- [PROBLEM DETAILS]
Word for word, restate every line of the material.

- [INPUT DATA]
*** Begin section ***

//! Message repository for database operations

use anyhow::Result;
use sqlx::PgPool;
use tracing::info;
use uuid::Uuid;

use crate::{
    error::{ApiError, ApiResult},
    models::{PageRequest, Target, message::Message},
    repositories::target_author,
};

/// Message repository for database operations
#[derive(Clone)]
pub struct MessageRepository {
    pool: PgPool,
}

impl MessageRepository {
    /// Create a new message repository
    pub fn new(pool: PgPool) -> Self {
        Self { pool }
    }

    /// Author of the target, or `None` when the target does not exist
    pub async fn target_author(&self, target: Target) -> Result<Option<Uuid>> {
        let mut conn = self.pool.acquire().await?;
        Ok(target_author(&mut conn, target, false).await?)
    }

    /// One page of a target's messages counted from the newest, returned oldest first
    pub async fn list(&self, target: Target, page: PageRequest) -> Result<(Vec<Message>, i64)> {
        let mut messages = sqlx::query_as::<_, Message>(
            r#"
            SELECT id, target_id, user_id, username, content, created_at
            FROM messages
            WHERE target_kind = $1 AND target_id = $2
            ORDER BY created_at DESC
            LIMIT $3 OFFSET $4
            "#,
        )
        .bind(target.kind.as_str())
        .bind(target.id)
        .bind(i64::from(page.limit))
        .bind(page.offset())
        .fetch_all(&self.pool)
        .await?;

        messages.reverse();

        let total: i64 = sqlx::query_scalar(
            "SELECT COUNT(*) FROM messages WHERE target_kind = $1 AND target_id = $2",
        )
        .bind(target.kind.as_str())
        .bind(target.id)
        .fetch_one(&self.pool)
        .await?;

        Ok((messages, total))
    }

    /// Post a message and bump the target's comment count
    pub async fn create(
        &self,
        target: Target,
        user_id: Uuid,
        username: &str,
        content: &str,
    ) -> ApiResult<Message> {
        let mut tx = self.pool.begin().await?;

        if target_author(&mut *tx, target, true).await?.is_none() {
            return Err(ApiError::not_found(target.kind.label()));
        }

        let message = sqlx::query_as::<_, Message>(
            r#"
            INSERT INTO messages (target_kind, target_id, user_id, username, content)
            VALUES ($1, $2, $3, $4, $5)
            RETURNING id, target_id, user_id, username, content, created_at
            "#,
        )
        .bind(target.kind.as_str())
        .bind(target.id)
        .bind(user_id)
        .bind(username)
        .bind(content)
        .fetch_one(&mut *tx)
        .await?;

        let sql = format!(
            "UPDATE {} SET comments_count = comments_count + 1 WHERE id = $1",
            target.kind.table()
        );
        sqlx::query(&sql).bind(target.id).execute(&mut *tx).await?;

        tx.commit().await?;

        info!(
            "User {} posted message {} on {} {}",
            user_id, message.id, target.kind, target.id
        );

        Ok(message)
    }

    /// Find a message posted on `target`
    pub async fn find_on_target(&self, target: Target, id: Uuid) -> Result<Option<Message>> {
        let message = sqlx::query_as::<_, Message>(
            r#"
            SELECT id, target_id, user_id, username, content, created_at
            FROM messages
            WHERE id = $1 AND target_kind = $2 AND target_id = $3
            "#,
        )
        .bind(id)
        .bind(target.kind.as_str())
        .bind(target.id)
        .fetch_optional(&self.pool)
        .await?;

        Ok(message)
    }

    /// Delete a message and lower the target's comment count
    pub async fn delete(&self, target: Target, id: Uuid) -> Result<bool> {
        let mut tx = self.pool.begin().await?;

        let deleted = sqlx::query(
            "DELETE FROM messages WHERE id = $1 AND target_kind = $2 AND target_id = $3",
        )
        .bind(id)
        .bind(target.kind.as_str())
        .bind(target.id)
        .execute(&mut *tx)
        .await?;

        if deleted.rows_affected() > 0 {
            let sql = format!(
                "UPDATE {} SET comments_count = GREATEST(comments_count - 1, 0) WHERE id = $1",
                target.kind.table()
            );
            sqlx::query(&sql).bind(target.id).execute(&mut *tx).await?;
        }

        tx.commit().await?;

        info!("Deleted message {} on {} {}", id, target.kind, target.id);

        Ok(deleted.rows_affected() > 0)
    }
}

*** End section ***

- [WRITTEN RESPONSE]
//! Message repository for database operations

use anyhow::Result;
use sqlx::PgPool;
use tracing::info;
use uuid::Uuid;

use crate::{
    error::{ApiError, ApiResult},
    models::{PageRequest, Target, message::Message},
    repositories::target_author,
};

/// Message repository for database operations
#[derive(Clone)]
pub struct MessageRepository {
    pool: PgPool,
}

impl MessageRepository {
    /// Create a new message repository
    pub fn new(pool: PgPool) -> Self {
        Self { pool }
    }

    /// Author of the target, or `None` when the target does not exist
    pub async fn target_author(&self, target: Target) -> Result<Option<Uuid>> {
        let mut conn = self.pool.acquire().await?;
        Ok(target_author(&mut conn, target, false).await?)
    }

    /// One page of a target's messages counted from the newest, returned oldest first
    pub async fn list(&self, target: Target, page: PageRequest) -> Result<(Vec<Message>, i64)> {
        let mut messages = sqlx::query_as::<_, Message>(
            r#"
            SELECT id, target_id, user_id, username, content, created_at
            FROM messages
            WHERE target_kind = $1 AND target_id = $2
            ORDER BY created_at DESC
            LIMIT $3 OFFSET $4
            "#,
        )
        .bind(target.kind.as_str())
        .bind(target.id)
        .bind(i64::from(page.limit))
        .bind(page.offset())
        .fetch_all(&self.pool)
        .await?;

        messages.reverse();

        let total: i64 = sqlx::query_scalar(
            "SELECT COUNT(*) FROM messages WHERE target_kind = $1 AND target_id = $2",
        )
        .bind(target.kind.as_str())
        .bind(target.id)
        .fetch_one(&self.pool)
        .await?;

        Ok((messages, total))
    }

    /// Post a message and bump the target's comment count
    pub async fn create(
        &self,
        target: Target,
        user_id: Uuid,
        username: &str,
        content: &str,
    ) -> ApiResult<Message> {
        let mut tx = self.pool.begin().await?;

        if target_author(&mut *tx, target, true).await?.is_none() {
            return Err(ApiError::not_found(target.kind.label()));
        }

        let message = sqlx::query_as::<_, Message>(
            r#"
            INSERT INTO messages (target_kind, target_id, user_id, username, content)
            VALUES ($1, $2, $3, $4, $5)
            RETURNING id, target_id, user_id, username, content, created_at
            "#,
        )
        .bind(target.kind.as_str())
        .bind(target.id)
        .bind(user_id)
        .bind(username)
        .bind(content)
        .fetch_one(&mut *tx)
        .await?;

        let sql = format!(
            "UPDATE {} SET comments_count = comments_count + 1 WHERE id = $1",
            target.kind.table()
        );
        sqlx::query(&sql).bind(target.id).execute(&mut *tx).await?;

        tx.commit().await?;

        info!(
            "User {} posted message {} on {} {}",
            user_id, message.id, target.kind, target.id
        );

        Ok(message)
    }

    /// Find a message posted on `target`
    pub async fn find_on_target(&self, target: Target, id: Uuid) -> Result<Option<Message>> {
        let message = sqlx::query_as::<_, Message>(
            r#"
            SELECT id, target_id, user_id, username, content, created_at
            FROM messages
            WHERE id = $1 AND target_kind = $2 AND target_id = $3
            "#,
        )
        .bind(id)
        .bind(target.kind.as_str())
        .bind(target.id)
        .fetch_optional(&self.pool)
        .await?;

        Ok(message)
    }

    /// Delete a message and lower the target's comment count
    pub async fn delete(&self, target: Target, id: Uuid) -> Result<bool> {
        let mut tx = self.pool.begin().await?;

        let deleted = sqlx::query(
            "DELETE FROM messages WHERE id = $1 AND target_kind = $2 AND target_id = $3",
        )
        .bind(id)
        .bind(target.kind.as_str())
        .bind(target.id)
        .execute(&mut *tx)
        .await?;

        if deleted.rows_affected() > 0 {
            let sql = format!(
                "UPDATE {} SET comments_count = GREATEST(comments_count - 1, 0) WHERE id = $1",
                target.kind.table()
            );
            sqlx::query(&sql).bind(target.id).execute(&mut *tx).await?;
        }

        tx.commit().await?;

        info!("Deleted message {} on {} {}", id, target.kind, target.id);

        Ok(deleted.rows_affected() > 0)
    }
}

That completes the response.